Your objective:
Starting at the line that has "pub enum TransformError" and stopping after the line that has "#[derive(Clone, Copy, Debug, PartialEq, Serialize, Deserialize)]", reproduce the listing below exactly; omit everything else.

###

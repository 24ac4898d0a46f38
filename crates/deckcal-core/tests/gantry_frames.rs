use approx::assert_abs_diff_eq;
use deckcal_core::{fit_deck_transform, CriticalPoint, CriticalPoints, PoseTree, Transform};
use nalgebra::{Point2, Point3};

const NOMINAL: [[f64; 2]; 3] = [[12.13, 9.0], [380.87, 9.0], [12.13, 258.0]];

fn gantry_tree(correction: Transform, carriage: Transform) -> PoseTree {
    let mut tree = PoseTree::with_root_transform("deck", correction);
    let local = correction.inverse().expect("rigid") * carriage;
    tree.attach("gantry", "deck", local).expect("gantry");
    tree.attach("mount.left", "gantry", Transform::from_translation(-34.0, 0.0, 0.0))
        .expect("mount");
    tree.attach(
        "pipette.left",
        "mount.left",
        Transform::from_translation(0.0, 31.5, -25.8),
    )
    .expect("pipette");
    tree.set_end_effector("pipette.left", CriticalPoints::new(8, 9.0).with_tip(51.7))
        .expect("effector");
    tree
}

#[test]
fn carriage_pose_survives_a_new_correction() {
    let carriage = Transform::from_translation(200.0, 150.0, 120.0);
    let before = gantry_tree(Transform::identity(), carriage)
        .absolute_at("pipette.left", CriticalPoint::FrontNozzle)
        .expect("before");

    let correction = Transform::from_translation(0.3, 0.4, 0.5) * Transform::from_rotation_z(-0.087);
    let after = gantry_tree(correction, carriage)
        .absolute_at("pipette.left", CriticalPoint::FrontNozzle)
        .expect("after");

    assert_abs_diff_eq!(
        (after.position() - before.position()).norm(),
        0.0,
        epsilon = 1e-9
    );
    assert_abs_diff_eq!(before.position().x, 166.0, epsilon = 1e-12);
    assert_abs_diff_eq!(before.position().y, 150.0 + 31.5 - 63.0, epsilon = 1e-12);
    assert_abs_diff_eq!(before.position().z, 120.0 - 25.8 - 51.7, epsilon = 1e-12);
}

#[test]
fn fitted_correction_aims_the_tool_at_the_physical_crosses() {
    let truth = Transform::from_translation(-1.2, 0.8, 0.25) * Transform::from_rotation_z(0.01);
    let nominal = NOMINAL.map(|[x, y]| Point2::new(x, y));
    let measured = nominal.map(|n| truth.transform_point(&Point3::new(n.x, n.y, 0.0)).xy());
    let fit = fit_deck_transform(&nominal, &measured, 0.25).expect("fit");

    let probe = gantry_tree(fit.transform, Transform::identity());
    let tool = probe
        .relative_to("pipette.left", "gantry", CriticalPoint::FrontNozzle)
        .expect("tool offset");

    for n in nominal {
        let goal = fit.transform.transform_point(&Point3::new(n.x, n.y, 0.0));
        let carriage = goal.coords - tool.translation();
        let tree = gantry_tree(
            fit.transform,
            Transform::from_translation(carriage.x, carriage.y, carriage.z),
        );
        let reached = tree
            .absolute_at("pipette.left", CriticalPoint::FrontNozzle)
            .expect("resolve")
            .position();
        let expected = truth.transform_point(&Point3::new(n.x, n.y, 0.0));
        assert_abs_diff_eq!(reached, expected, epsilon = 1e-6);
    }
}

###

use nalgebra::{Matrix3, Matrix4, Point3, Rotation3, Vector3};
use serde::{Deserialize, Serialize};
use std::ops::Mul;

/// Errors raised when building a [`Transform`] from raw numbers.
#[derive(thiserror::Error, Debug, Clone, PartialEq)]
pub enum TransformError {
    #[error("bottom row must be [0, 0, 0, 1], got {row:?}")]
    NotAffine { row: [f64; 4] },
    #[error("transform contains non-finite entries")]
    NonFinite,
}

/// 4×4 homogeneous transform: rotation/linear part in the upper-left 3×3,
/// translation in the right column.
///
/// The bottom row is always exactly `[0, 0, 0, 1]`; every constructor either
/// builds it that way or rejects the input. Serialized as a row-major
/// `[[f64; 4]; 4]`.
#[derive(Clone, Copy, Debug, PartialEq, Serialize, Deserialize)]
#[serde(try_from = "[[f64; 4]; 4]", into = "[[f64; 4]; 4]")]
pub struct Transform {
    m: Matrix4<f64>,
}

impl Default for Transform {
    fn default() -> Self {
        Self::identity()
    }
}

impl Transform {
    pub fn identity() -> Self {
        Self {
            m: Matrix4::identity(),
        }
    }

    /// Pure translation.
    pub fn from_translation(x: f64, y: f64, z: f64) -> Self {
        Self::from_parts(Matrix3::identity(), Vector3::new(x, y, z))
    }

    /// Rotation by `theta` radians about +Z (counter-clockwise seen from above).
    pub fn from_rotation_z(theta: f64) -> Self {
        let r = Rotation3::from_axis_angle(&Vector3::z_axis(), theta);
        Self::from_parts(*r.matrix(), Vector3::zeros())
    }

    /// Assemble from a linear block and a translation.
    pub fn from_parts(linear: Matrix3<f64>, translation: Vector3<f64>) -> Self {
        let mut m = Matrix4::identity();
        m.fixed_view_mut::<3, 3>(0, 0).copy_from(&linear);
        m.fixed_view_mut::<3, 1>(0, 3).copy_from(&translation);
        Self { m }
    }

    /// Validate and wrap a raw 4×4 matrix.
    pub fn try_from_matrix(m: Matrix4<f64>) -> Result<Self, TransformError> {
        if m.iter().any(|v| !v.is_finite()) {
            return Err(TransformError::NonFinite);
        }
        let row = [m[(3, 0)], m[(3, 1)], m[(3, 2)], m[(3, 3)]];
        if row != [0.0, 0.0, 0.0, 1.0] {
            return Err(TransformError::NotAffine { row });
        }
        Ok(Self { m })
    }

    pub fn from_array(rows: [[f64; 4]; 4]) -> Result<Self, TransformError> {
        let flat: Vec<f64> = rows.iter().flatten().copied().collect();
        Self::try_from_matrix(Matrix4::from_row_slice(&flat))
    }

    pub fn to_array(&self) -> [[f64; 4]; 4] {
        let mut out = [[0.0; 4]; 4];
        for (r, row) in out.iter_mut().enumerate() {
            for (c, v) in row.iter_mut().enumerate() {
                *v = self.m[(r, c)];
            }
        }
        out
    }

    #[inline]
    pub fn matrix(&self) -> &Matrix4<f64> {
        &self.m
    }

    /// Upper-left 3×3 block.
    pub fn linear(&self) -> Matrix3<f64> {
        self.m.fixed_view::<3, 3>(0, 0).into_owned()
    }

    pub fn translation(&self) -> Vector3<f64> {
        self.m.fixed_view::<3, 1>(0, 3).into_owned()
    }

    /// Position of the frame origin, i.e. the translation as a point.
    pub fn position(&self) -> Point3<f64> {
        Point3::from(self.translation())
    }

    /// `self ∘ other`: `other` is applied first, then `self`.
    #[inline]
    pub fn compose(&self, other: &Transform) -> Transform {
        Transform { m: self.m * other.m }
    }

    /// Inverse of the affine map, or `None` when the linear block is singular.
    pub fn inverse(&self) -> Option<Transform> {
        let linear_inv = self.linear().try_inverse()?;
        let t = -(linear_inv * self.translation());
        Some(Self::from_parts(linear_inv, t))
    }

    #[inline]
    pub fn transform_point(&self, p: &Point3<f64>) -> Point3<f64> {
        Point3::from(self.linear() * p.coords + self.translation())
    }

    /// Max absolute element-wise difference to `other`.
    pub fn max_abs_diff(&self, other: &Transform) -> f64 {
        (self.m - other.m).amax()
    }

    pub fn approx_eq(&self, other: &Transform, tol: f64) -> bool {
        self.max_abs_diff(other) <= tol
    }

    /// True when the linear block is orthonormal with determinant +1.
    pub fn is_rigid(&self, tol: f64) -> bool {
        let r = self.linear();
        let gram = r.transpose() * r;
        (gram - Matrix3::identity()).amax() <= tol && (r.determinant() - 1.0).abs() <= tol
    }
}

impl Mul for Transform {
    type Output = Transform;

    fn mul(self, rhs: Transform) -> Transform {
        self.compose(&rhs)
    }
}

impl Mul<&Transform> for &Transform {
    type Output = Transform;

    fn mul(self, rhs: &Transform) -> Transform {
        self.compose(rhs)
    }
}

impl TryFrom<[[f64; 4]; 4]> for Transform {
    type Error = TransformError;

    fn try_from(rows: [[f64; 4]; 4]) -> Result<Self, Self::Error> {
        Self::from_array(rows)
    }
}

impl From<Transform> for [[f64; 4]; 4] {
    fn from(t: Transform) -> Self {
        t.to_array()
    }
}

###

Exercise answer:
pub enum TransformError {
    #[error("bottom row must be [0, 0, 0, 1], got {row:?}")]
    NotAffine { row: [f64; 4] },
    #[error("transform contains non-finite entries")]
    NonFinite,
}

/// 4×4 homogeneous transform: rotation/linear part in the upper-left 3×3,
/// translation in the right column.
///
/// The bottom row is always exactly `[0, 0, 0, 1]`; every constructor either
/// builds it that way or rejects the input. Serialized as a row-major
/// `[[f64; 4]; 4]`.
#[derive(Clone, Copy, Debug, PartialEq, Serialize, Deserialize)]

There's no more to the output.